We will use 70 PCs as this maximised the number of eQTL discoveries using permutations.
source ~/.bashrc
cd $eqtl_path
ml foss/2018b
ml Rmath/3.6.1-GCCcore-7.3.0
ml GSL/2.5-GCCcore-7.3.0
ml Eigen/3.3.7
ml Boost/1.67.0-foss-2018b
mkdir -p 'PC70_nominal'
cd PC70_nominal
ln -s ../PC70/*.bed.gz .
ln -s ../PC70/*.bed.gz.tbi .
ln -s ../PC70/*.cov.txt.gz .
ln -s ../PC70/combined_final.vcf.gz .
ln -s ../PC70/combined_final.vcf.gz.tbi .
for bed in *.bed.gz
do
cell=`echo $bed | sed 's/.bed.gz//'`
fastQTL --vcf combined_final.vcf.gz --bed $bed --out $cell.quantile.txt.gz --normal --cov $cell.cov.txt.gz --commands 22 $cell.commands.22.tmp
sed 's/^ /sbatch --wrap="/; s/$/"/' $cell.commands.22.tmp > $cell.commands.22.txt
sh $cell.commands.22.txt
rm $cell.commands.22.tmp
done
cd $eqtl_path'/PC70_nominal'
grep 'Running time' slurm-* | wc -l
176
176 files successfully completed. All good!
Now let’s gzip the association files and give them a nice name.
cd $eqtl_path'/PC70_nominal'
rm *quantile.txt.gz
rm *.bed.gz
rm *.bed.gz.tbi
rm *cov.txt.gz
rm *.commands.22.txt
rm *.vcf.gz
rm *.vcf.gz.tbi
for f in *.quantile.txt.gz.*
do
gzip $f
x=`echo $f | sed 's/:.\+$/.gz/' | sed 's/.quantile.txt.gz//'`
mv $f.gz $x
done
We will use QTL tools to find independent cis-eQTLs.

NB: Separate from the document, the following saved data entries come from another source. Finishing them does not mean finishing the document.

//! JSON snapshot store for the engine
//!
//! The snapshot is written to a sibling temp file and renamed over the
//! previous one, so a crash never leaves a half written state behind.

use chrono::{DateTime, Utc};
use serde::{Deserialize, Serialize};
use std::path::{Path, PathBuf};

use super::error::StoreError;
use crate::application::engine::EngineSnapshot;

const SNAPSHOT_FORMAT: u32 = 1;

#[derive(Debug, Serialize, Deserialize)]
struct StoredSnapshot {
    format: u32,
    network: String,
    saved_at: DateTime<Utc>,
    snapshot: EngineSnapshot,
}

#[derive(Debug, Clone)]
pub struct StateStore {
    path: PathBuf,
    network: String,
}

impl StateStore {
    pub fn new(path: impl Into<PathBuf>, network: &str) -> Self {
        Self {
            path: path.into(),
            network: network.to_string(),
        }
    }

    pub fn path(&self) -> &Path {
        &self.path
    }

    /// Load the last saved snapshot, `None` if nothing was saved yet
    pub async fn load(&self) -> Result<Option<EngineSnapshot>, StoreError> {
        let bytes = match tokio::fs::read(&self.path).await {
            Ok(bytes) => bytes,
            Err(e) if e.kind() == std::io::ErrorKind::NotFound => return Ok(None),
            Err(e) => return Err(e.into()),
        };
        let stored: StoredSnapshot = serde_json::from_slice(&bytes)?;
        if stored.format != SNAPSHOT_FORMAT {
            return Err(StoreError::IncompatibleSnapshot(format!(
                "format {} is not supported",
                stored.format
            )));
        }
        if stored.network != self.network {
            return Err(StoreError::IncompatibleSnapshot(format!(
                "snapshot belongs to {}, not {}",
                stored.network, self.network
            )));
        }
        Ok(Some(stored.snapshot))
    }

    /// Atomically replace the saved snapshot
    pub async fn save(&self, snapshot: EngineSnapshot) -> Result<(), StoreError> {
        let stored = StoredSnapshot {
            format: SNAPSHOT_FORMAT,
            network: self.network.clone(),
            saved_at: Utc::now(),
            snapshot,
        };
        let bytes = serde_json::to_vec(&stored)?;

        if let Some(parent) = self.path.parent().filter(|p| !p.as_os_str().is_empty()) {
            tokio::fs::create_dir_all(parent).await?;
        }
        let tmp = self.path.with_extension("json.tmp");
        tokio::fs::write(&tmp, &bytes).await?;
        tokio::fs::rename(&tmp, &self.path).await?;
        Ok(())
    }
}

#[cfg(test)]
mod tests {
    use super::*;
    use crate::application::engine::ConsensusEngine;
    use crate::config::{ConsensusParams, EngineConfig, GenesisAllocation, Network};

    fn engine() -> ConsensusEngine {
        let config = EngineConfig {
            genesis_allocations: vec![GenesisAllocation {
                address: "alice".to_string(),
                property: 1,
                amount: 42,
            }],
            ..EngineConfig::default()
        };
        ConsensusEngine::new(ConsensusParams::for_network(Network::Regtest), config)
    }

    #[tokio::test]
    async fn test_load_missing_file() {
        let dir = tempfile::tempdir().unwrap();
        let store = StateStore::new(dir.path().join("state.json"), "regtest");
        assert!(store.load().await.unwrap().is_none());
    }

    #[tokio::test]
    async fn test_save_and_load() {
        let dir = tempfile::tempdir().unwrap();
        let store = StateStore::new(dir.path().join("nested").join("state.json"), "regtest");
        let snapshot = engine().snapshot();
        store.save(snapshot.clone()).await.unwrap();

        let loaded = store.load().await.unwrap().unwrap();
        assert_eq!(loaded, snapshot);
        assert!(!store.path().with_extension("json.tmp").exists());
    }

    #[tokio::test]
    async fn test_rejects_other_network() {
        let dir = tempfile::tempdir().unwrap();
        let path = dir.path().join("state.json");
        StateStore::new(&path, "regtest")
            .save(engine().snapshot())
            .await
            .unwrap();

        let result = StateStore::new(&path, "mainnet").load().await;
        assert!(matches!(result, Err(StoreError::IncompatibleSnapshot(_))));
    }
}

bed_files_fastqtl <- list.files('data_sensitive/eqtl',pattern='.bed.gz$',full.names = T)
read_fastQTL_write_QTLtools <- function(i){
output_file_name <- gsub('bed.gz','qtltools.bed',bed_files_fastqtl[i]) %>%
gsub('data_sensitive/eqtl/','data_sensitive/eqtl/PC70_indep/',.)

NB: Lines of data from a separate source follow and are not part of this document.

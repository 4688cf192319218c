//! Balance ledger
//!
//! Maps (address, property) to available and reserved amounts. Empty
//! balances are removed so that equal states compare and serialize equally.

use serde::{Deserialize, Serialize};
use std::collections::BTreeMap;

use crate::domain::errors::ProtocolError;
use crate::domain::models::{Balance, Ecosystem, PropertyId, UndoLog, UndoOp};

#[derive(Debug, Clone, Default, PartialEq, Eq, Serialize, Deserialize)]
pub struct Ledger {
    balances: BTreeMap<String, BTreeMap<PropertyId, Balance>>,
}

impl Ledger {
    pub fn new() -> Self {
        Self::default()
    }

    pub fn balance(&self, address: &str, property: PropertyId) -> Balance {
        self.balances
            .get(address)
            .and_then(|props| props.get(&property))
            .copied()
            .unwrap_or_default()
    }

    pub fn available(&self, address: &str, property: PropertyId) -> i64 {
        self.balance(address, property).available
    }

    pub fn reserved(&self, address: &str, property: PropertyId) -> i64 {
        self.balance(address, property).reserved
    }

    /// All non-empty balances of an address, ascending by property
    pub fn balances_of(&self, address: &str) -> Vec<(PropertyId, Balance)> {
        self.balances
            .get(address)
            .map(|props| props.iter().map(|(id, b)| (*id, *b)).collect())
            .unwrap_or_default()
    }

    /// Properties of one ecosystem where the address has a positive available balance
    pub fn available_in_ecosystem(
        &self,
        address: &str,
        ecosystem: Ecosystem,
    ) -> Vec<(PropertyId, i64)> {
        self.balances_of(address)
            .into_iter()
            .filter(|(id, b)| Ecosystem::of(*id) == Some(ecosystem) && b.available > 0)
            .map(|(id, b)| (id, b.available))
            .collect()
    }

    /// Addresses with a positive available balance of a property
    pub fn holders(&self, property: PropertyId) -> Vec<(String, i64)> {
        self.balances
            .iter()
            .filter_map(|(address, props)| {
                props
                    .get(&property)
                    .filter(|b| b.available > 0)
                    .map(|b| (address.clone(), b.available))
            })
            .collect()
    }

    /// Sum of available and reserved over all addresses
    pub fn total_for(&self, property: PropertyId) -> i128 {
        self.balances
            .values()
            .filter_map(|props| props.get(&property))
            .map(|b| i128::from(b.available) + i128::from(b.reserved))
            .sum()
    }

    /// Properties that have at least one balance entry
    pub fn known_properties(&self) -> Vec<PropertyId> {
        let mut ids: Vec<PropertyId> = self
            .balances
            .values()
            .flat_map(|props| props.keys().copied())
            .collect();
        ids.sort_unstable();
        ids.dedup();
        ids
    }

    /// Increase the available balance
    pub fn credit(
        &mut self,
        address: &str,
        property: PropertyId,
        amount: i64,
        undo: &mut UndoLog,
    ) -> Result<(), ProtocolError> {
        let current = self.balance(address, property);
        let available = current
            .available
            .checked_add(amount)
            .ok_or(ProtocolError::SupplyOverflow)?;
        self.set(address, property, Balance { available, ..current }, undo);
        Ok(())
    }

    /// Decrease the available balance, failing if it would go negative
    pub fn debit(
        &mut self,
        address: &str,
        property: PropertyId,
        amount: i64,
        undo: &mut UndoLog,
    ) -> Result<(), ProtocolError> {
        let current = self.balance(address, property);
        if current.available < amount {
            return Err(ProtocolError::InsufficientBalance);
        }
        let available = current.available - amount;
        self.set(address, property, Balance { available, ..current }, undo);
        Ok(())
    }

    /// Move an amount from available to reserved
    pub fn reserve(
        &mut self,
        address: &str,
        property: PropertyId,
        amount: i64,
        undo: &mut UndoLog,
    ) -> Result<(), ProtocolError> {
        let current = self.balance(address, property);
        if current.available < amount {
            return Err(ProtocolError::InsufficientBalance);
        }
        let next = Balance {
            available: current.available - amount,
            reserved: current
                .reserved
                .checked_add(amount)
                .ok_or(ProtocolError::SupplyOverflow)?,
        };
        self.set(address, property, next, undo);
        Ok(())
    }

    /// Move an amount from reserved back to available
    pub fn unreserve(
        &mut self,
        address: &str,
        property: PropertyId,
        amount: i64,
        undo: &mut UndoLog,
    ) -> Result<(), ProtocolError> {
        let current = self.balance(address, property);
        if current.reserved < amount {
            return Err(ProtocolError::InsufficientBalance);
        }
        let next = Balance {
            available: current
                .available
                .checked_add(amount)
                .ok_or(ProtocolError::SupplyOverflow)?,
            reserved: current.reserved - amount,
        };
        self.set(address, property, next, undo);
        Ok(())
    }

    /// Move reserved tokens of `from` to the available balance of `to`
    pub fn transfer_reserved(
        &mut self,
        from: &str,
        to: &str,
        property: PropertyId,
        amount: i64,
        undo: &mut UndoLog,
    ) -> Result<(), ProtocolError> {
        let current = self.balance(from, property);
        if current.reserved < amount {
            return Err(ProtocolError::InsufficientBalance);
        }
        let next = Balance {
            reserved: current.reserved - amount,
            ..current
        };
        self.set(from, property, next, undo);
        self.credit(to, property, amount, undo)
    }

    /// Restore a balance recorded in an undo log
    pub fn restore(&mut self, address: &str, property: PropertyId, previous: Balance) {
        self.write(address, property, previous);
    }

    fn set(&mut self, address: &str, property: PropertyId, next: Balance, undo: &mut UndoLog) {
        let previous = self.balance(address, property);
        if previous == next {
            return;
        }
        undo.push(UndoOp::Balance {
            address: address.to_string(),
            property,
            previous,
        });
        self.write(address, property, next);
    }

    fn write(&mut self, address: &str, property: PropertyId, next: Balance) {
        if next.is_empty() {
            if let Some(props) = self.balances.get_mut(address) {
                props.remove(&property);
                if props.is_empty() {
                    self.balances.remove(address);
                }
            }
            return;
        }
        self.balances
            .entry(address.to_string())
            .or_default()
            .insert(property, next);
    }
}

fasqtl <- read_tsv(bed_files_fastqtl[i]) %>%
mutate(pid='.',strand='+') %>%
dplyr::select(`#Chr`:ID,pid,strand,everything())
dir.create('data_sensitive/eqtl/PC70_indep',recursive = TRUE,showWarnings = FALSE)

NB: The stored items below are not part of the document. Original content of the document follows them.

pub mod consensus;

pub use consensus::{ConsensusParams, TransactionRestriction};

use dotenv::dotenv;
use std::env;
use std::fmt;
use std::str::FromStr;

use crate::domain::models::PropertyId;

/// Host chain network the indexer follows
#[derive(Debug, Clone, Copy, PartialEq, Eq)]
pub enum Network {
    Mainnet,
    Testnet,
    Regtest,
}

impl Network {
    pub fn name(&self) -> &'static str {
        match self {
            Network::Mainnet => "mainnet",
            Network::Testnet => "testnet",
            Network::Regtest => "regtest",
        }
    }
}

impl fmt::Display for Network {
    fn fmt(&self, f: &mut fmt::Formatter<'_>) -> fmt::Result {
        write!(f, "{}", self.name())
    }
}

impl FromStr for Network {
    type Err = String;

    fn from_str(s: &str) -> Result<Self, Self::Err> {
        match s.to_lowercase().as_str() {
            "mainnet" | "main" | "bitcoin" => Ok(Network::Mainnet),
            "testnet" | "test" => Ok(Network::Testnet),
            "regtest" => Ok(Network::Regtest),
            other => Err(format!("unknown network: {}", other)),
        }
    }
}

/// Where blocks come from
#[derive(Debug, Clone, Copy, PartialEq, Eq)]
pub enum ChainSourceKind {
    /// In-process chain fed by the submission API
    Local,
    /// Bitcoin Core compatible RPC node
    Node,
}

/// Configuration for the host chain connection
#[derive(Debug, Clone)]
pub struct ChainConfig {
    /// Block source selection
    pub source: ChainSourceKind,
    /// Network name
    pub network: Network,
    /// Node RPC host
    pub host: String,
    /// Node RPC port
    pub port: String,
    /// Node RPC username
    pub username: String,
    /// Node RPC password
    pub password: String,
    /// Marker prefix of embedded payloads
    pub payload_marker: String,
    /// Mining interval of the local chain in milliseconds
    pub local_block_interval_ms: u64,
}

/// A token balance credited before the first block
#[derive(Debug, Clone, PartialEq, Eq)]
pub struct GenesisAllocation {
    pub address: String,
    pub property: PropertyId,
    pub amount: i64,
}

/// Configuration for the consensus engine
#[derive(Debug, Clone)]
pub struct EngineConfig {
    /// Addresses allowed to send feature activations, `any` allows everyone
    pub activation_allow_senders: Vec<String>,
    /// Addresses whose activations are always ignored
    pub activation_ignore_senders: Vec<String>,
    /// Send-to-owners fee per recipient in raw protocol token units
    pub sto_fee_per_recipient: i64,
    /// Length of one early-bonus period of a crowdsale in seconds
    pub crowdsale_bonus_period_secs: i64,
    /// Balances credited at genesis
    pub genesis_allocations: Vec<GenesisAllocation>,
    /// Number of blocks whose undo logs are retained
    pub max_reorg_depth: u32,
}

impl Default for EngineConfig {
    fn default() -> Self {
        Self {
            activation_allow_senders: Vec::new(),
            activation_ignore_senders: Vec::new(),
            sto_fee_per_recipient: 1,
            crowdsale_bonus_period_secs: 604_800,
            genesis_allocations: Vec::new(),
            max_reorg_depth: 288,
        }
    }
}

impl EngineConfig {
    /// Checks whether a sender may activate or deactivate features
    pub fn is_activation_sender_allowed(&self, sender: &str) -> bool {
        if self.activation_ignore_senders.iter().any(|s| s == sender) {
            return false;
        }
        self.activation_allow_senders
            .iter()
            .any(|s| s == "any" || s == sender)
    }
}

/// Configuration for the indexer loop
#[derive(Debug, Clone)]
pub struct IndexerConfig {
    /// Process interval in milliseconds
    pub process_interval_ms: u64,
    /// Path of the engine snapshot
    pub state_file: String,
}

/// Configuration for the HTTP API
#[derive(Debug, Clone)]
pub struct WebConfig {
    /// Listen port
    pub api_port: u16,
}

/// Application configuration
#[derive(Debug, Clone)]
pub struct AppConfig {
    /// Host chain configuration
    pub chain: ChainConfig,
    /// Engine configuration
    pub engine: EngineConfig,
    /// Consensus parameters for the selected network
    pub consensus: ConsensusParams,
    /// Indexer configuration
    pub indexer: IndexerConfig,
    /// HTTP API configuration
    pub web: WebConfig,
}

impl AppConfig {
    /// Load configuration from environment variables
    pub fn from_env() -> Self {
        // Ensure .env file is loaded
        dotenv().ok();

        let network = env::var("CHAIN_NETWORK")
            .unwrap_or_else(|_| "regtest".to_string())
            .parse::<Network>()
            .unwrap_or(Network::Regtest);

        let source = match env::var("CHAIN_SOURCE")
            .unwrap_or_else(|_| "local".to_string())
            .to_lowercase()
            .as_str()
        {
            "node" => ChainSourceKind::Node,
            _ => ChainSourceKind::Local,
        };

        let chain_config = ChainConfig {
            source,
            network,
            host: env::var("BITCOIN_RPC_HOST").unwrap_or_else(|_| "localhost".to_string()),
            port: env::var("BITCOIN_RPC_PORT").unwrap_or_else(|_| "18443".to_string()),
            username: env::var("BITCOIN_RPC_USER").unwrap_or_else(|_| "hello".to_string()),
            password: env::var("BITCOIN_RPC_PASSWORD").unwrap_or_else(|_| "world".to_string()),
            payload_marker: env::var("PAYLOAD_MARKER").unwrap_or_else(|_| "omni".to_string()),
            local_block_interval_ms: env::var("LOCAL_BLOCK_INTERVAL_MS")
                .unwrap_or_else(|_| "10000".to_string())
                .parse::<u64>()
                .unwrap_or(10000),
        };

        let engine_config = EngineConfig {
            activation_allow_senders: split_list(
                &env::var("ACTIVATION_ALLOW_SENDERS").unwrap_or_default(),
            ),
            activation_ignore_senders: split_list(
                &env::var("ACTIVATION_IGNORE_SENDERS").unwrap_or_default(),
            ),
            sto_fee_per_recipient: env::var("STO_FEE_PER_RECIPIENT")
                .unwrap_or_else(|_| "1".to_string())
                .parse::<i64>()
                .unwrap_or(1),
            crowdsale_bonus_period_secs: env::var("CROWDSALE_BONUS_PERIOD_SECS")
                .unwrap_or_else(|_| "604800".to_string())
                .parse::<i64>()
                .unwrap_or(604_800),
            genesis_allocations: parse_allocations(
                &env::var("GENESIS_ALLOCATIONS").unwrap_or_default(),
            ),
            max_reorg_depth: env::var("MAX_REORG_DEPTH")
                .unwrap_or_else(|_| "288".to_string())
                .parse::<u32>()
                .unwrap_or(288),
        };

        let mut consensus = ConsensusParams::for_network(network);
        consensus.genesis_block = env::var("GENESIS_BLOCK_HEIGHT")
            .unwrap_or_else(|_| consensus.genesis_block.to_string())
            .parse::<u32>()
            .unwrap_or(consensus.genesis_block);
        consensus.min_activation_blocks = env::var("ACTIVATION_MIN_BLOCKS")
            .unwrap_or_else(|_| consensus.min_activation_blocks.to_string())
            .parse::<u32>()
            .unwrap_or(consensus.min_activation_blocks);
        consensus.max_activation_blocks = env::var("ACTIVATION_MAX_BLOCKS")
            .unwrap_or_else(|_| consensus.max_activation_blocks.to_string())
            .parse::<u32>()
            .unwrap_or(consensus.max_activation_blocks);

        let indexer_config = IndexerConfig {
            process_interval_ms: env::var("PROCESS_BLOCK_INTERVAL_MS")
                .unwrap_or_else(|_| "1000".to_string())
                .parse::<u64>()
                .unwrap_or(1000),
            state_file: env::var("STATE_FILE")
                .unwrap_or_else(|_| "./metalayer-state.json".to_string()),
        };

        let web_config = WebConfig {
            api_port: env::var("API_PORT")
                .unwrap_or_else(|_| "3001".to_string())
                .parse::<u16>()
                .unwrap_or(3001),
        };

        Self {
            chain: chain_config,
            engine: engine_config,
            consensus,
            indexer: indexer_config,
            web: web_config,
        }
    }
}

fn split_list(raw: &str) -> Vec<String> {
    raw.split(',')
        .map(|s| s.trim())
        .filter(|s| !s.is_empty())
        .map(|s| s.to_string())
        .collect()
}

/// Parses `address:property:amount` triples separated by commas.
/// Malformed entries are skipped.
fn parse_allocations(raw: &str) -> Vec<GenesisAllocation> {
    split_list(raw)
        .into_iter()
        .filter_map(|entry| {
            let mut parts = entry.split(':');
            let address = parts.next()?.to_string();
            let property = parts.next()?.parse::<PropertyId>().ok()?;
            let amount = parts.next()?.parse::<i64>().ok()?;
            if address.is_empty() || amount <= 0 {
                return None;
            }
            Some(GenesisAllocation {
                address,
                property,
                amount,
            })
        })
        .collect()
}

write_tsv(fasqtl,output_file_name)
}
mclapply(1:length(bed_files_fastqtl),read_fastQTL_write_QTLtools,mc.cores = 8)
mkdir -p $eqtl_path'/PC70_indep'
cd $eqtl_path'/PC70_indep'
ml tabix/0.2.6-goolf-1.7.20
for f in *.qtltools.bed
do
bgzip $f && tabix -p bed $f.gz
done
cd $eqtl_path'/PC70_indep'
source ~/.bashrc
ml foss/2018b
ml Rmath/3.6.1-GCCcore-7.3.0
ml GSL/2.5-GCCcore-7.3.0
ml Eigen/3.3.7
ml Boost/1.67.0-foss-2018b
ml HTSlib/1.9-GCCcore-7.3.0
ml zlib/1.2.11-GCCcore-7.3.0
ml lzma/4.32.7-GCCcore-7.3.0
ml cURL/7.60.0-GCCcore-7.3.0
for bed in *qtltools.bed.gz
do
cell=`echo $bed | sed 's/.qtltools.bed.gz//'`
for i in {0..22}
do
echo 'sbatch --mem=4000MB --wrap="QTLtools cis --vcf combined_final.vcf.gz --bed '$bed' --cov '$cell'.cov.txt.gz --permute 1000 --normal --chunk '$i' 22 --out '$cell'.conditional_permute_'$i'_22"' >> $cell.commands.cond.permutation.22.txt
done
done
cd $eqtl_path'/PC70_indep'
source ~/.bashrc
ml foss/2018b
ml Rmath/3.6.1-GCCcore-7.3.0
ml GSL/2.5-GCCcore-7.3.0
ml Eigen/3.3.7
ml Boost/1.67.0-foss-2018b
ml HTSlib/1.9-GCCcore-7.3.0
ml zlib/1.2.11-GCCcore-7.3.0
ml lzma/4.32.7-GCCcore-7.3.0
ml cURL/7.60.0-GCCcore-7.3.0
ln -s ../PC70/combined_final.vcf.gz .
ln -s ../PC70/combined_final.vcf.gz.tbi .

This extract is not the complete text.